- [Exercise brief]:
Set down every record exactly as it appears.

- [Data for this task]:
* * *

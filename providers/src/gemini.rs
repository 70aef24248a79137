use serde::Deserialize;
use serde_json::{Value, json};

use focuslab_types::MotivationRequest;

use crate::{
    GEMINI_API_BASE_URL, ProviderError, http_client, read_capped_error_body,
    retry::{RetryConfig, RetryOutcome, send_with_retry},
};

/// Client for the Gemini `generateContent` endpoint.
#[derive(Clone)]
pub struct GeminiClient {
    http: reqwest::Client,
    api_key: String,
    model: String,
    base_url: String,
    retry: RetryConfig,
}

impl std::fmt::Debug for GeminiClient {
    fn fmt(&self, f: &mut std::fmt::Formatter<'_>) -> std::fmt::Result {
        f.debug_struct("GeminiClient")
            .field("api_key", &"[REDACTED]")
            .field("model", &self.model)
            .field("base_url", &self.base_url)
            .finish_non_exhaustive()
    }
}

impl GeminiClient {
    pub fn new(
        api_key: impl Into<String>,
        model: impl Into<String>,
    ) -> Result<Self, ProviderError> {
        Ok(Self {
            http: http_client()?,
            api_key: api_key.into(),
            model: model.into(),
            base_url: GEMINI_API_BASE_URL.to_string(),
            retry: RetryConfig::default(),
        })
    }

    #[must_use]
    pub fn with_base_url(mut self, base_url: impl Into<String>) -> Self {
        self.base_url = base_url.into().trim_end_matches('/').to_string();
        self
    }

    #[must_use]
    pub fn with_retry(mut self, retry: RetryConfig) -> Self {
        self.retry = retry;
        self
    }

    #[must_use]
    pub fn model(&self) -> &str {
        &self.model
    }

    /// Ask the model for a motivation message.
    pub async fn motivate(&self, request: &MotivationRequest) -> Result<String, ProviderError> {
        self.generate(&request.prompt()).await
    }

    /// Send a single-turn prompt and return the trimmed text answer.
    pub async fn generate(&self, prompt: &str) -> Result<String, ProviderError> {
        let url = format!("{}/models/{}:generateContent", self.base_url, self.model);
        let body = build_request_body(prompt);

        let outcome = send_with_retry(
            || {
                self.http
                    .post(&url)
                    .header("x-goog-api-key", &self.api_key)
                    .json(&body)
            },
            &self.retry,
        )
        .await;

        let response = match outcome {
            RetryOutcome::Success(response) => response,
            RetryOutcome::HttpError(response) => {
                let status = response.status();
                let body = read_capped_error_body(response).await;
                return Err(ProviderError::Api { status, body });
            }
            RetryOutcome::ConnectionError { attempts, source } => {
                return Err(ProviderError::Transport { attempts, source });
            }
        };

        let parsed: GenerateResponse = response
            .json()
            .await
            .map_err(|e| ProviderError::Decode(e.to_string()))?;
        let text = parsed.text();
        if text.trim().is_empty() {
            tracing::warn!(model = %self.model, "Gemini returned no text");
            return Err(ProviderError::EmptyResponse);
        }
        Ok(text)
    }
}

/// Build the request body for a one-turn prompt.
///
/// Gemini mixes casing: `contents` is lowercase, `generationConfig` is camelCase.
fn build_request_body(prompt: &str) -> Value {
    json!({
        "contents": [{
            "role": "user",
            "parts": [{ "text": prompt }]
        }],
        "generationConfig": {
            "temperature": 1.0
        }
    })
}

#[derive(Debug, Default, Deserialize)]
#[serde(rename_all = "camelCase")]
struct GenerateResponse {
    #[serde(default)]
    candidates: Vec<Candidate>,
}

#[derive(Debug, Default, Deserialize)]
struct Candidate {
    content: Option<Content>,
}

#[derive(Debug, Default, Deserialize)]
struct Content {
    #[serde(default)]
    parts: Vec<Part>,
}

#[derive(Debug, Default, Deserialize)]
struct Part {
    text: Option<String>,
    /// Thought summaries are not part of the answer.
    #[serde(default)]
    thought: bool,
}

impl GenerateResponse {
    /// Concatenated answer text of the first candidate.
    fn text(&self) -> String {
        self.candidates
            .first()
            .and_then(|c| c.content.as_ref())
            .map(|content| {
                content
                    .parts
                    .iter()
                    .filter(|p| !p.thought)
                    .filter_map(|p| p.text.as_deref())
                    .collect::<String>()
            })
            .unwrap_or_default()
            .trim()
            .to_string()
    }
}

* * *

- [Answer box]:
filename providers/src/gemini.rs
repository 70aef24248a79137
use serde::Deserialize;
use serde_json::{Value, json};

use focuslab_types::MotivationRequest;

use crate::{
    GEMINI_API_BASE_URL, ProviderError, http_client, read_capped_error_body,
    retry::{RetryConfig, RetryOutcome, send_with_retry},
};

/// Client for the Gemini `generateContent` endpoint.
#[derive(Clone)]
pub struct GeminiClient {
    http: reqwest::Client,
    api_key: String,
    model: String,
    base_url: String,
    retry: RetryConfig,
}

impl std::fmt::Debug for GeminiClient {
    fn fmt(&self, f: &mut std::fmt::Formatter<'_>) -> std::fmt::Result {
        f.debug_struct("GeminiClient")
            .field("api_key", &"[REDACTED]")
            .field("model", &self.model)
            .field("base_url", &self.base_url)
            .finish_non_exhaustive()
    }
}

impl GeminiClient {
    pub fn new(
        api_key: impl Into<String>,
        model: impl Into<String>,
    ) -> Result<Self, ProviderError> {
        Ok(Self {
            http: http_client()?,
            api_key: api_key.into(),
            model: model.into(),
            base_url: GEMINI_API_BASE_URL.to_string(),
            retry: RetryConfig::default(),
        })
    }

    #[must_use]
    pub fn with_base_url(mut self, base_url: impl Into<String>) -> Self {
        self.base_url = base_url.into().trim_end_matches('/').to_string();
        self
    }

    #[must_use]
    pub fn with_retry(mut self, retry: RetryConfig) -> Self {
        self.retry = retry;
        self
    }

    #[must_use]
    pub fn model(&self) -> &str {
        &self.model
    }

    /// Ask the model for a motivation message.
    pub async fn motivate(&self, request: &MotivationRequest) -> Result<String, ProviderError> {
        self.generate(&request.prompt()).await
    }

    /// Send a single-turn prompt and return the trimmed text answer.
    pub async fn generate(&self, prompt: &str) -> Result<String, ProviderError> {
        let url = format!("{}/models/{}:generateContent", self.base_url, self.model);
        let body = build_request_body(prompt);

        let outcome = send_with_retry(
            || {
                self.http
                    .post(&url)
                    .header("x-goog-api-key", &self.api_key)
                    .json(&body)
            },
            &self.retry,
        )
        .await;

        let response = match outcome {
            RetryOutcome::Success(response) => response,
            RetryOutcome::HttpError(response) => {
                let status = response.status();
                let body = read_capped_error_body(response).await;
                return Err(ProviderError::Api { status, body });
            }
            RetryOutcome::ConnectionError { attempts, source } => {
                return Err(ProviderError::Transport { attempts, source });
            }
        };

        let parsed: GenerateResponse = response
            .json()
            .await
            .map_err(|e| ProviderError::Decode(e.to_string()))?;
        let text = parsed.text();
        if text.trim().is_empty() {
            tracing::warn!(model = %self.model, "Gemini returned no text");
            return Err(ProviderError::EmptyResponse);
        }
        Ok(text)
    }
}

/// Build the request body for a one-turn prompt.
///
/// Gemini mixes casing: `contents` is lowercase, `generationConfig` is camelCase.
fn build_request_body(prompt: &str) -> Value {
    json!({
        "contents": [{
            "role": "user",
            "parts": [{ "text": prompt }]
        }],
        "generationConfig": {
            "temperature": 1.0
        }
    })
}

#[derive(Debug, Default, Deserialize)]
#[serde(rename_all = "camelCase")]
struct GenerateResponse {
    #[serde(default)]
    candidates: Vec<Candidate>,
}

#[derive(Debug, Default, Deserialize)]
struct Candidate {
    content: Option<Content>,
}

#[derive(Debug, Default, Deserialize)]
struct Content {
    #[serde(default)]
    parts: Vec<Part>,
}

#[derive(Debug, Default, Deserialize)]
struct Part {
    text: Option<String>,
    /// Thought summaries are not part of the answer.
    #[serde(default)]
    thought: bool,
}

impl GenerateResponse {
    /// Concatenated answer text of the first candidate.
    fn text(&self) -> String {
        self.candidates
            .first()
            .and_then(|c| c.content.as_ref())
            .map(|content| {
                content
                    .parts
                    .iter()
                    .filter(|p| !p.thought)
                    .filter_map(|p| p.text.as_deref())
                    .collect::<String>()
            })
            .unwrap_or_default()
            .trim()
            .to_string()
    }
}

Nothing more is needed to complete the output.